Activity: Reproduce this listing from its first line through the line with "articles were extracted.", inclusive, leaving out all that follows.

─── Data listing

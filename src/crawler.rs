//! Per-category crawl: prompt the model, extract articles, judge the outcome.

use crate::api::AskAsync;
use crate::models::{ArticleRecord, NewsFeed, RawBatch};
use crate::prompt::crawl_prompt;
use crate::utils::{slugify, truncate_for_log};
use chrono::Utc;
use itertools::Itertools;
use std::fmt;
use std::time::Instant;
use tracing::{debug, error, info, instrument, warn};

/// How a crawl went, from the reader's point of view.
#[derive(Debug, Clone, Copy, PartialEq, Eq)]
pub enum CrawlStatus {
    /// Every requested article was extracted.
    Succeeded,
    /// Some, but fewer than requested, articles were extracted.
    PartiallySucceeded,
    /// No article came back, or the API call failed.
    Failed,
}

impl CrawlStatus {
    pub fn judge(requested: usize, extracted: usize) -> Self {
        if extracted == 0 {
            CrawlStatus::Failed
        } else if extracted < requested {
            CrawlStatus::PartiallySucceeded
        } else {
            CrawlStatus::Succeeded
        }
    }
}

impl fmt::Display for CrawlStatus {
    fn fmt(&self, f: &mut fmt::Formatter<'_>) -> fmt::Result {
        let s = match self {
            CrawlStatus::Succeeded => "crawling succeeded",
            CrawlStatus::PartiallySucceeded => "crawling partially succeeded",
            CrawlStatus::Failed => "crawling failed",
        };
        f.write_str(s)
    }
}

/// Result of crawling one category.
#[derive(Debug)]
pub struct CrawlOutcome {
    pub category: String,
    pub requested: usize,
    pub articles: Vec<ArticleRecord>,
    pub status: CrawlStatus,
}

impl CrawlOutcome {
    /// Build an outcome from extracted articles.
    ///
    /// Articles with a title already seen (case-insensitive) are dropped and
    /// the list is capped at `requested`.
    pub fn from_articles(category: &str, requested: usize, articles: Vec<ArticleRecord>) -> Self {
        let articles: Vec<ArticleRecord> = articles
            .into_iter()
            .unique_by(|a| a.title.to_lowercase())
            .take(requested)
            .collect();
        let status = CrawlStatus::judge(requested, articles.len());
        Self {
            category: category.to_string(),
            requested,
            articles,
            status,
        }
    }

    pub fn failed(category: &str, requested: usize) -> Self {
        Self {
            category: category.to_string(),
            requested,
            articles: Vec::new(),
            status: CrawlStatus::Failed,
        }
    }

    /// e.g. "crawling partially succeeded: 3 of 5 stocks articles"
    pub fn message(&self) -> String {
        format!(
            "{}: {} of {} {} articles",
            self.status,
            self.articles.len(),
            self.requested,
            self.category
        )
    }

    pub fn into_feed(self) -> NewsFeed {
        NewsFeed {
            category: self.category,
            generated_at: Utc::now(),
            articles: self.articles,
        }
    }
}

/// Trim category names and drop blanks and any category whose feed file
/// name (its slug) was already taken by an earlier one.
pub fn unique_categories<S: AsRef<str>>(raw: &[S]) -> Vec<String> {
    raw.iter()
        .map(|c| c.as_ref().trim().to_string())
        .filter(|c| !c.is_empty())
        .unique_by(|c| slugify(c))
        .collect()
}

/// Turn an already-fetched raw answer into an outcome.
pub fn process_batch(batch: RawBatch, requested: usize) -> CrawlOutcome {
    let category = batch.category.clone();
    let articles = batch.extract();
    let outcome = CrawlOutcome::from_articles(&category, requested, articles);
    info!(
        category = %outcome.category,
        requested,
        extracted = outcome.articles.len(),
        status = %outcome.status,
        "Processed batch"
    );
    log_articles(&outcome);
    outcome
}

fn log_articles(outcome: &CrawlOutcome) {
    for article in &outcome.articles {
        debug!(
            id = %article.id,
            title = %article.title,
            source = %article.source,
            domain = ?article.source_tag(),
            "Extracted article"
        );
    }
}

/// Ask the model for `requested` articles in `category` and extract them.
///
/// API errors are logged and reported as [`CrawlStatus::Failed`]; they never
/// abort the caller.
#[instrument(level = "info", skip(api))]
pub async fn crawl_category<A>(api: &A, category: &str, requested: usize) -> CrawlOutcome
where
    A: AskAsync<Response = String>,
{
    let t0 = Instant::now();
    let prompt = crawl_prompt(category, requested);

    match api.ask(&prompt).await {
        Ok(raw) => {
            let preview = truncate_for_log(&raw, 300);
            debug!(
                elapsed_ms = t0.elapsed().as_millis(),
                response_preview = %preview,
                "Received crawl response"
            );
            let outcome = process_batch(RawBatch::new(raw, category), requested);
            if outcome.articles.is_empty() {
                warn!(response_preview = %preview, "Model response contained no usable articles");
            }
            outcome
        }
        Err(e) => {
            error!(elapsed_ms = t0.elapsed().as_millis(), error = %e, "Crawl request failed");
            CrawlOutcome::failed(category, requested)
        }
    }
}

#[cfg(test)]
mod tests {
    use super::*;
    use std::error::Error;

    #[derive(Debug)]
    struct Canned(Result<String, String>);

    impl AskAsync for Canned {
        type Response = String;

        async fn ask(&self, text: &str) -> Result<String, Box<dyn Error>> {
            assert!(text.contains("---ARTICLE START---"));
            match &self.0 {
                Ok(s) => Ok(s.clone()),
                Err(e) => Err(e.clone().into()),
            }
        }
    }

    fn block(title: &str) -> String {
        format!(
            "---ARTICLE START---\nTITLE: {}\nSUMMARY: Summary of {}\nSOURCE: Mint\n---ARTICLE END---\n",
            title, title
        )
    }

    #[test]
    fn test_unique_categories_collapses_same_slug() {
        let categories = unique_categories(&["Mutual Funds", "mutual-funds", " stocks ", "stocks", "", "IPO"]);
        assert_eq!(categories, vec!["Mutual Funds", "stocks", "IPO"]);
    }

    #[tokio::test]
    async fn test_colliding_categories_crawl_once() {
        use std::cell::Cell;

        #[derive(Debug)]
        struct Counting(Cell<usize>);

        impl AskAsync for Counting {
            type Response = String;

            async fn ask(&self, _text: &str) -> Result<String, Box<dyn Error>> {
                self.0.set(self.0.get() + 1);
                Ok(block("A"))
            }
        }

        let api = Counting(Cell::new(0));
        let mut paths = Vec::new();
        for category in unique_categories(&["Mutual Funds", "mutual-funds"]) {
            let feed = crawl_category(&api, &category, 1).await.into_feed();
            paths.push(crate::outputs::json::feed_path(&feed, "/srv/news"));
        }

        assert_eq!(api.0.get(), 1);
        assert_eq!(paths.len(), 1);
    }

    #[tokio::test]
    async fn test_crawl_matches_saved_batch_processing() {
        let raw = format!(
            "{}{}---ARTICLE START---\nTITLE: x\n---ARTICLE END---",
            block("A"),
            block("a")
        );
        let crawled = crawl_category(&Canned(Ok(raw.clone())), "stocks", 3).await;
        let processed = process_batch(RawBatch::new(raw, "stocks"), 3);

        assert_eq!(crawled.status, processed.status);
        assert_eq!(crawled.message(), processed.message());
        let titles = |o: &CrawlOutcome| o.articles.iter().map(|a| a.title.clone()).collect::<Vec<_>>();
        assert_eq!(titles(&crawled), titles(&processed));
    }

    #[test]
    fn test_judge() {
        assert_eq!(CrawlStatus::judge(5, 5), CrawlStatus::Succeeded);
        assert_eq!(CrawlStatus::judge(5, 3), CrawlStatus::PartiallySucceeded);
        assert_eq!(CrawlStatus::judge(5, 0), CrawlStatus::Failed);
        assert_eq!(CrawlStatus::judge(0, 0), CrawlStatus::Failed);
    }

    #[tokio::test]
    async fn test_crawl_full_success() {
        let api = Canned(Ok(format!("{}{}", block("A"), block("B"))));
        let outcome = crawl_category(&api, "stocks", 2).await;

        assert_eq!(outcome.status, CrawlStatus::Succeeded);
        assert_eq!(outcome.articles.len(), 2);
        assert!(outcome.articles.iter().all(|a| a.category == "stocks"));
    }

    #[tokio::test]
    async fn test_crawl_partial_success() {
        let api = Canned(Ok(format!(
            "{}---ARTICLE START---\nTITLE: no source\nSUMMARY: x\n---ARTICLE END---",
            block("A")
        )));
        let outcome = crawl_category(&api, "markets", 2).await;

        assert_eq!(outcome.status, CrawlStatus::PartiallySucceeded);
        assert_eq!(outcome.message(), "crawling partially succeeded: 1 of 2 markets articles");
    }

    #[tokio::test]
    async fn test_crawl_caps_at_requested() {
        let api = Canned(Ok(format!("{}{}{}", block("A"), block("B"), block("C"))));
        let outcome = crawl_category(&api, "stocks", 2).await;

        assert_eq!(outcome.articles.len(), 2);
        assert_eq!(outcome.articles[0].title, "A");
        assert_eq!(outcome.articles[1].title, "B");
    }

    #[tokio::test]
    async fn test_crawl_dedupes_titles() {
        let api = Canned(Ok(format!("{}{}{}", block("A"), block("a"), block("B"))));
        let outcome = crawl_category(&api, "stocks", 5).await;

        let titles: Vec<&str> = outcome.articles.iter().map(|a| a.title.as_str()).collect();
        assert_eq!(titles, vec!["A", "B"]);
    }

    #[tokio::test]
    async fn test_crawl_api_error_is_failure() {
        let api = Canned(Err("rate limited".to_string()));
        let outcome = crawl_category(&api, "economy", 3).await;

        assert_eq!(outcome.status, CrawlStatus::Failed);
        assert!(outcome.articles.is_empty());
        assert_eq!(outcome.message(), "crawling failed: 0 of 3 economy articles");
    }

    #[tokio::test]
    async fn test_crawl_garbage_response_is_failure() {
        let api = Canned(Ok("I cannot browse the internet.".to_string()));
        let outcome = crawl_category(&api, "economy", 3).await;
        assert_eq!(outcome.status, CrawlStatus::Failed);
    }

    #[test]
    fn test_process_batch() {
        let outcome = process_batch(RawBatch::new(block("Only"), "ipo"), 1);
        assert_eq!(outcome.status, CrawlStatus::Succeeded);

        let feed = outcome.into_feed();
        assert_eq!(feed.category, "ipo");
        assert_eq!(feed.articles.len(), 1);
    }
}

──────

Response to the task:
filename src/crawler.rs
//! Per-category crawl: prompt the model, extract articles, judge the outcome.

use crate::api::AskAsync;
use crate::models::{ArticleRecord, NewsFeed, RawBatch};
use crate::prompt::crawl_prompt;
use crate::utils::{slugify, truncate_for_log};
use chrono::Utc;
use itertools::Itertools;
use std::fmt;
use std::time::Instant;
use tracing::{debug, error, info, instrument, warn};

/// How a crawl went, from the reader's point of view.
#[derive(Debug, Clone, Copy, PartialEq, Eq)]
pub enum CrawlStatus {
    /// Every requested article was extracted.
    Succeeded,
    /// Some, but fewer than requested, articles were extracted.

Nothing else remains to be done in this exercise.